National Galleries of Scotland acquire Scotland's first painting by Vasari

  • 18 May 2006

The National Galleries of Scotland have acquired Scotland's first painting by 16th-century Italian painter, architect and biographer Giorgio Vasari, with the help of a £70,000 Art Fund grant.

The painting is one of only four by Vasari in British public collections.  The total cost of the piece was £580,046.

 

The Adoration of the Magi (c. 1566-7) is a small-scale replica of a large altarpiece begun by Vasari in 1566 for the newly elected Pope Pius V.  It is characteristic of the artist’s exquisitely finished paintings, overflowing with figures and intricate accessories and bearing astonishing attention to detail.

 

Vasari is perhaps better known for his book, The Lives of the Most Excellent Architects, Painters and Sculptors, which earned him his reputation as the father of art history.

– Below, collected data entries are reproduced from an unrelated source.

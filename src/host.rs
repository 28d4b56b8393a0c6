use crate::cell::CellCoordinate;
use crate::error::{DigestError, Result};
use crate::ledger::SheetId;
use crate::range::CellRange;
use serde::{Deserialize, Serialize};
use std::collections::BTreeMap;

pub const DEFAULT_COLUMN_WIDTH: u32 = 100;
pub const DEFAULT_ROW_HEIGHT: u32 = 21;

/// Workbook-level facts shown in the digest header.
#[derive(Clone, Debug, PartialEq, Eq, Serialize, Deserialize)]
pub struct WorkbookInfo {
    pub url: String,
    /// IANA zone name, display only.
    pub timezone: String,
    /// Offset applied to the digest timestamp.
    pub utc_offset_seconds: i32,
}

impl Default for WorkbookInfo {
    fn default() -> Self {
        WorkbookInfo {
            url: String::new(),
            timezone: "UTC".to_string(),
            utc_offset_seconds: 0,
        }
    }
}

/// Display attributes of one cell.
#[derive(Clone, Debug, PartialEq, Eq, Serialize, Deserialize)]
pub struct CellStyle {
    pub font_color: String,
    pub font_family: String,
    pub font_size: u32,
    pub font_weight: String,
    pub background: String,
    pub horizontal_alignment: String,
    pub vertical_alignment: String,
}

impl Default for CellStyle {
    fn default() -> Self {
        CellStyle {
            font_color: "#000000".to_string(),
            font_family: "Arial".to_string(),
            font_size: 10,
            font_weight: "normal".to_string(),
            background: "#ffffff".to_string(),
            horizontal_alignment: "left".to_string(),
            vertical_alignment: "bottom".to_string(),
        }
    }
}

/// Values and formatting of a rectangular region, rows outermost.
#[derive(Clone, Debug, Default, PartialEq, Eq)]
pub struct RegionSnapshot {
    pub values: Vec<Vec<String>>,
    pub styles: Vec<Vec<CellStyle>>,
    pub column_widths: Vec<u32>,
    pub row_heights: Vec<u32>,
}

impl RegionSnapshot {
    /// Fail unless every grid matches the region's dimensions.
    pub fn check_shape(&self, region: &CellRange) -> Result<()> {
        let width = region.width() as usize;
        let height = region.height() as usize;

        let grids_ok = self.values.len() == height
            && self.styles.len() == height
            && self.values.iter().all(|row| row.len() == width)
            && self.styles.iter().all(|row| row.len() == width);
        if !grids_ok || self.column_widths.len() != width || self.row_heights.len() != height {
            return Err(DigestError::Host(format!(
                "snapshot for {} does not match its {}x{} shape",
                region, height, width
            )));
        }
        Ok(())
    }
}

/// The spreadsheet application the digest reads from.
pub trait SheetHost {
    fn sheet_name(&self, sheet: SheetId) -> Result<String>;

    fn workbook(&self) -> WorkbookInfo;

    /// Rightmost column holding data; used when only whole rows are marked.
    fn last_column(&self, sheet: SheetId) -> Result<u32>;

    fn region(&self, sheet: SheetId, region: &CellRange) -> Result<RegionSnapshot>;
}

#[derive(Clone, Debug, Default)]
struct MemorySheet {
    name: String,
    cells: BTreeMap<CellCoordinate, (String, CellStyle)>,
    column_widths: BTreeMap<u32, u32>,
    row_heights: BTreeMap<u32, u32>,
}

/// A host backed by plain maps, for tests and offline rendering.
#[derive(Clone, Debug, Default)]
pub struct MemoryHost {
    workbook: WorkbookInfo,
    sheets: BTreeMap<SheetId, MemorySheet>,
}

impl MemoryHost {
    pub fn new(workbook: WorkbookInfo) -> Self {
        MemoryHost {
            workbook,
            sheets: BTreeMap::new(),
        }
    }

    pub fn add_sheet(&mut self, sheet: SheetId, name: &str) {
        self.sheets.entry(sheet).or_default().name = name.to_string();
    }

    pub fn set_value(&mut self, sheet: SheetId, cell: CellCoordinate, value: &str) {
        let entry = self.sheet_mut(sheet).cells.entry(cell).or_default();
        entry.0 = value.to_string();
    }

    pub fn set_style(&mut self, sheet: SheetId, cell: CellCoordinate, style: CellStyle) {
        let entry = self.sheet_mut(sheet).cells.entry(cell).or_default();
        entry.1 = style;
    }

    pub fn set_column_width(&mut self, sheet: SheetId, col: u32, width: u32) {
        self.sheet_mut(sheet).column_widths.insert(col, width);
    }

    pub fn set_row_height(&mut self, sheet: SheetId, row: u32, height: u32) {
        self.sheet_mut(sheet).row_heights.insert(row, height);
    }

    fn sheet_mut(&mut self, sheet: SheetId) -> &mut MemorySheet {
        self.sheets.entry(sheet).or_insert_with(|| MemorySheet {
            name: format!("Sheet{}", sheet),
            ..MemorySheet::default()
        })
    }

    fn sheet(&self, sheet: SheetId) -> Result<&MemorySheet> {
        self.sheets
            .get(&sheet)
            .ok_or_else(|| DigestError::Host(format!("no sheet with id {}", sheet)))
    }
}

impl SheetHost for MemoryHost {
    fn sheet_name(&self, sheet: SheetId) -> Result<String> {
        Ok(self.sheet(sheet)?.name.clone())
    }

    fn workbook(&self) -> WorkbookInfo {
        self.workbook.clone()
    }

    fn last_column(&self, sheet: SheetId) -> Result<u32> {
        Ok(self.sheet(sheet)?.cells.keys().map(|c| c.col).max().unwrap_or(1))
    }

    fn region(&self, sheet: SheetId, region: &CellRange) -> Result<RegionSnapshot> {
        let data = self.sheet(sheet)?;
        let mut snapshot = RegionSnapshot::default();

        for row in region.start.row..=region.end.row {
            let mut values = Vec::with_capacity(region.width() as usize);
            let mut styles = Vec::with_capacity(region.width() as usize);
            for col in region.start.col..=region.end.col {
                match data.cells.get(&CellCoordinate { row, col }) {
                    Some((value, style)) => {
                        values.push(value.clone());
                        styles.push(style.clone());
                    }
                    None => {
                        values.push(String::new());
                        styles.push(CellStyle::default());
                    }
                }
            }
            snapshot.values.push(values);
            snapshot.styles.push(styles);
            snapshot.row_heights.push(
                data.row_heights
                    .get(&row)
                    .copied()
                    .unwrap_or(DEFAULT_ROW_HEIGHT),
            );
        }

        snapshot.column_widths = (region.start.col..=region.end.col)
            .map(|col| {
                data.column_widths
                    .get(&col)
                    .copied()
                    .unwrap_or(DEFAULT_COLUMN_WIDTH)
            })
            .collect();

        Ok(snapshot)
    }
}

impl<H: SheetHost + ?Sized> SheetHost for &H {
    fn sheet_name(&self, sheet: SheetId) -> Result<String> {
        (**self).sheet_name(sheet)
    }

    fn workbook(&self) -> WorkbookInfo {
        (**self).workbook()
    }

    fn last_column(&self, sheet: SheetId) -> Result<u32> {
        (**self).last_column(sheet)
    }

    fn region(&self, sheet: SheetId, region: &CellRange) -> Result<RegionSnapshot> {
        (**self).region(sheet, region)
    }
}
#[derive(Debug, Snafu)]
pub enum RvError {
    #[snafu(display("Error opening file {path}"))]
    OpeningExcel {
        source: calamine::XlsxError,
        path: String,
    },
    #[snafu(display("Workbook {path} has no readable rows"))]
    EmptyExcel { path: String },
    #[snafu(display("Cell at line {lineno} has an unsupported type: {content}"))]
    ExcelWrongCellType { lineno: u64, content: String },
    #[snafu(display("Could not open the csv file"))]
    CsvOpen { source: csv::Error },
    #[snafu(display("Could not parse a csv line"))]
    CsvLineParse { source: csv::Error },
    #[snafu(display("Error opening file {path}"))]
    OpeningJson {
        source: std::io::Error,
        path: String,
    },
    #[snafu(display("Error parsing json content"))]
    ParsingJson { source: serde_json::Error },
    #[snafu(display("Error writing file {path}"))]
    WritingOutput {
        source: std::io::Error,
        path: String,
    },
    #[snafu(display("Error writing to the console"))]
    Console { source: std::io::Error },

    #[snafu(whatever, display("{message}"))]
    Whatever {
        message: String,
        #[snafu(source(from(Box<dyn std::error::Error>, Some)))]
        source: Option<Box<dyn std::error::Error>>,
    },
}

pub type RvResult<T> = Result<T, RvError>;

/// A respondent row as produced by the dataset readers, before identity
/// normalization.
#[derive(Eq, PartialEq, Debug, Clone)]
pub struct ParsedRespondent {
    pub name: Option<String>,
    pub answers: Vec<(String, String)>,
}

impl ParsedRespondent {
    pub fn into_respondent(self) -> Respondent {
        let name = self
            .name
            .map(|n| n.trim().to_string())
            .filter(|n| !n.is_empty());
        Respondent {
            name,
            answers: self.answers,
        }
    }
}
/*!

This is the long-form manual for `survey_review` and `svreview`.

## Input formats

The following dataset formats are supported:
* `xlsx` Excel workbooks, as exported by Microsoft Forms, Google Forms and
  most survey tools
* `csv` Comma Separated Values

In both cases the first row is the header. The column named `Name` is the
respondent identity; every other column is treated as a question, with the
cell content as that respondent's answer. Columns keep their original order.

### `xlsx`

The first worksheet of the workbook is read. Empty cells are skipped, so a
respondent only carries the questions they actually answered.

### `csv`

Same conventions as `xlsx`. Ragged rows are tolerated: missing trailing cells
are treated as unanswered questions.

## Respondent identity

The identity of a respondent is its `Name` cell, verbatim. There is no
uniqueness guarantee: two rows sharing a name stay separate entries in the
list view but share a single set of review records. Rows without a usable
name are grouped under the `unknown` identity. This mirrors the behavior of
the original hosted tool and is a documented limitation, not something the
readers try to repair.

## The review state file

All ratings and comments live in a single JSON file (`reviews.json` by
default, `--state` to override). The file is read once at startup and
rewritten in full after every rating or comment change, so killing the
process never loses more than nothing. A missing or unreadable file simply
means an empty review state.

The file is a string-to-string map keyed by a versioned entry name; the
current format version is `reviews_v1`.

## Session commands

The interactive session reads one command per line:

| command | effect |
|---------------------|-----------------------------------------------|
| `reviewer <name>` | set the active reviewer |
| `load <path>` | replace the dataset |
| `search [text]` | filter the list by name substring |
| `user [name]` | select one respondent name (clears `search`) |
| `filter <value>` | `All`, `Approved`, `Declined` or `Tentative` |
| `open <n>` | open the n-th listed respondent |
| `status <value>` | rate the opened respondent |
| `comment [text]` | comment on the opened respondent |
| `summary` | show the cross-reviewer summary table |
| `back`, `list` | return to the list |
| `help`, `quit` | |

A reviewer name is required before opening a respondent; ratings and
comments are always recorded under the active reviewer.

## Summary export

`--summary` prints the cross-reviewer table and exits without starting a
session. `--out` writes the same table as JSON, either to a file or to
`stdout`. `--reference` compares the produced JSON against a previously
exported file and fails with a printed diff when they differ, which is handy
for regression-checking a review round.

*/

However, he was also a hugely successful and prolific draughtsman, painter and architect. He travelled extensively in Italy from the 1530s onwards, working on commissions for altarpieces, vast allegorical murals, devotional or cabinet pictures and temporary decorations. Amongst his high-ranking patrons were Cosimo de’ Medici and Pope Pius V.

 

The Adoration of the Magi records the scene where Christ is visited by the three wise men, or magi.  With its dense composition and rich detail, the painting is a classic product of Florentine High Mannerism, and epitomises a particular taste at the Medici court for exquisitely finished, jewel-like cabinet paintings.